Apomorphine was the first dopaminergic
drug ever used to treat symptoms of
Parkinson's disease. While powerful antiparkinsonian effects had been observed as early as 1951, the potential of treating fluctuating
Parkinson's disease by subcutaneous administration of
apomorphine has only recently become the subject of systematic study. A number of small scale clinical trials have unequivocally shown that intermittent subcutaneous
apomorphine injections produce antiparkinsonian benefit close if not identical to that seen with
levodopa and that
apomorphine rescue
injections can reliably revert off-periods even in patients with complex on-off motor swings. Continuous subcutaneous
apomorphine infusions can reduce daily off-time by more than 50% in this group of patients, which appears to be a stronger effect than that generally seen with add-on
therapy with oral
dopamine agonists or COMT inhibitors. Extended follow-up studies of up to 8 years have demonstrated long-term persistence of
apomorphine efficacy.

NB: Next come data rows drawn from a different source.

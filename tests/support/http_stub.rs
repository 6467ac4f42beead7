//! Minimal HTTP/1.1 server on a loopback port for transport-level tests

use std::net::SocketAddr;
use std::sync::atomic::{AtomicUsize, Ordering};
use std::sync::Arc;
use std::time::Duration;
use tokio::io::{AsyncReadExt, AsyncWriteExt};
use tokio::net::{TcpListener, TcpStream};

/// One canned response
#[derive(Debug, Clone)]
pub struct Reply {
    status: u16,
    body: String,
}

impl Reply {
    pub fn json(body: serde_json::Value) -> Self {
        Self {
            status: 200,
            body: body.to_string(),
        }
    }

    pub fn status(status: u16) -> Self {
        Self {
            status,
            body: format!("{{\"error\":\"status {status}\"}}"),
        }
    }

    fn render(&self) -> String {
        format!(
            "HTTP/1.1 {} STUB\r\nContent-Type: application/json\r\nContent-Length: {}\r\nConnection: close\r\n\r\n{}",
            self.status,
            self.body.len(),
            self.body
        )
    }
}

/// Running stub; the accept loop ends with the test runtime
pub struct HttpStub {
    addr: SocketAddr,
    hits: Arc<AtomicUsize>,
}

impl HttpStub {
    /// Accept connections and never answer them.
    pub async fn silent() -> Self {
        let listener = TcpListener::bind("127.0.0.1:0").await.unwrap();
        let addr = listener.local_addr().unwrap();
        let hits = Arc::new(AtomicUsize::new(0));

        let counter = hits.clone();
        tokio::spawn(async move {
            while let Ok((stream, _)) = listener.accept().await {
                counter.fetch_add(1, Ordering::SeqCst);
                tokio::spawn(async move {
                    let _held = stream;
                    tokio::time::sleep(Duration::from_secs(60)).await;
                });
            }
        });

        Self { addr, hits }
    }

    /// Answer requests with `replies` in order, repeating the last one.
    pub async fn scripted(replies: Vec<Reply>) -> Self {
        assert!(!replies.is_empty());
        let listener = TcpListener::bind("127.0.0.1:0").await.unwrap();
        let addr = listener.local_addr().unwrap();
        let hits = Arc::new(AtomicUsize::new(0));

        let counter = hits.clone();
        tokio::spawn(async move {
            while let Ok((mut stream, _)) = listener.accept().await {
                let n = counter.fetch_add(1, Ordering::SeqCst);
                let reply = replies[n.min(replies.len() - 1)].clone();
                read_request(&mut stream).await;
                let _ = stream.write_all(reply.render().as_bytes()).await;
                let _ = stream.shutdown().await;
            }
        });

        Self { addr, hits }
    }

    pub fn url(&self) -> String {
        format!("http://{}", self.addr)
    }

    /// Leaked base URL for the `&'static str` endpoint configs
    pub fn static_url(&self, path: &str) -> &'static str {
        Box::leak(format!("{}{path}", self.url()).into_boxed_str())
    }

    /// Connections accepted so far
    pub fn hits(&self) -> usize {
        self.hits.load(Ordering::SeqCst)
    }
}

/// Consume the request head and any `Content-Length` body.
async fn read_request(stream: &mut TcpStream) {
    let mut buf = Vec::new();
    let mut chunk = [0u8; 1024];

    let head_end = loop {
        let Ok(n) = stream.read(&mut chunk).await else {
            return;
        };
        if n == 0 {
            return;
        }
        buf.extend_from_slice(&chunk[..n]);
        if let Some(pos) = buf.windows(4).position(|w| w == b"\r\n\r\n") {
            break pos + 4;
        }
    };

    let head = String::from_utf8_lossy(&buf[..head_end]).to_lowercase();
    let length = head
        .lines()
        .find_map(|line| line.strip_prefix("content-length:"))
        .and_then(|value| value.trim().parse::<usize>().ok())
        .unwrap_or(0);

    while buf.len() < head_end + length {
        match stream.read(&mut chunk).await {
            Ok(0) | Err(_) => return,
            Ok(n) => buf.extend_from_slice(&chunk[..n]),
        }
    }
}
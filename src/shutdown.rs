//! Graceful shutdown coordination utilities.
//!
//! Provides a [`ShutdownCoordinator`] shared by the backup workers. Once a stop
//! is requested, workers finish the show they are currently fetching and then
//! exit without claiming further work; no in-flight request is abandoned.
//!
//! The process-wide handle (raised by Ctrl+C) is never raised by a run
//! itself. Each backup run works on a [`ScopedShutdown`]: a child handle that
//! follows its parent, so Ctrl+C stops the run, while a run-fatal condition
//! such as a rejected session stops only that run.

use once_cell::sync::OnceCell;
use std::sync::atomic::{AtomicBool, Ordering};
use std::sync::Arc;
use tokio::sync::Notify;
use tokio::task::JoinHandle;

/// Shared handle to a shutdown coordinator.
pub type SharedShutdown = Arc<ShutdownCoordinator>;

static GLOBAL_SHUTDOWN: OnceCell<SharedShutdown> = OnceCell::new();

/// Register a global shutdown handle so subsystems can discover it lazily.
pub fn set_global_shutdown(handle: SharedShutdown) {
    let _ = GLOBAL_SHUTDOWN.set(handle);
}

/// Retrieve the registered global shutdown handle, if available.
pub fn get_global_shutdown() -> Option<SharedShutdown> {
    GLOBAL_SHUTDOWN.get().cloned()
}

/// Coordinates graceful shutdown across async tasks.
#[derive(Debug, Default)]
pub struct ShutdownCoordinator {
    is_shutdown: AtomicBool,
    notify: Notify,
}

impl ShutdownCoordinator {
    /// Create a new coordinator.
    pub fn new() -> Self {
        Self {
            is_shutdown: AtomicBool::new(false),
            notify: Notify::new(),
        }
    }

    /// Create a new shared coordinator wrapped in [`Arc`].
    pub fn shared() -> SharedShutdown {
        Arc::new(Self::new())
    }

    /// Request shutdown. Notifies all registered waiters exactly once.
    pub fn request_shutdown(&self) {
        if !self.is_shutdown.swap(true, Ordering::SeqCst) {
            self.notify.notify_waiters();
        }
    }

    /// Whether shutdown has been requested.
    pub fn is_shutdown_requested(&self) -> bool {
        self.is_shutdown.load(Ordering::SeqCst)
    }

    /// Wait until shutdown is requested. Returns immediately if already set.
    pub async fn wait_for_shutdown(&self) {
        // Register interest before checking the flag so a request landing in
        // between is not missed.
        let notified = self.notify.notified();
        tokio::pin!(notified);
        notified.as_mut().enable();

        if self.is_shutdown_requested() {
            return;
        }
        notified.await;
    }
}

/// Stop handle for one run, raised when its parent is.
///
/// Forwarding stops when the scope is dropped.
#[derive(Debug)]
pub struct ScopedShutdown {
    handle: SharedShutdown,
    forwarder: Option<JoinHandle<()>>,
}

impl ScopedShutdown {
    /// Create a run-scoped handle following `parent`, if any.
    ///
    /// An already raised parent yields an already raised handle. Must be
    /// called inside a Tokio runtime when `parent` is set.
    pub fn new(parent: Option<&SharedShutdown>) -> Self {
        let handle = ShutdownCoordinator::shared();
        let forwarder = parent.map(|parent| {
            if parent.is_shutdown_requested() {
                handle.request_shutdown();
            }
            let parent = parent.clone();
            let child = handle.clone();
            tokio::spawn(async move {
                parent.wait_for_shutdown().await;
                child.request_shutdown();
            })
        });

        Self { handle, forwarder }
    }

    /// The run-scoped handle
    pub fn handle(&self) -> &SharedShutdown {
        &self.handle
    }
}

impl Drop for ScopedShutdown {
    fn drop(&mut self) {
        if let Some(forwarder) = self.forwarder.take() {
            forwarder.abort();
        }
    }
}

In addition, there is convincing clinical evidence that monotherapy with continuous subcutaneous
apomorphine infusions is associated with marked reductions of preexisting
levodopa-induced
dyskinesias. The main side effects of subcutaneous
apomorphine treatment are related to cutaneous tolerability problems, whereas sedation and psychiatric complications play a lesser role. Given the marked degree of efficacy of subcutaneous
apomorphine treatment in fluctuating
Parkinson's disease, this approach seems to deserve more widespread clinical use.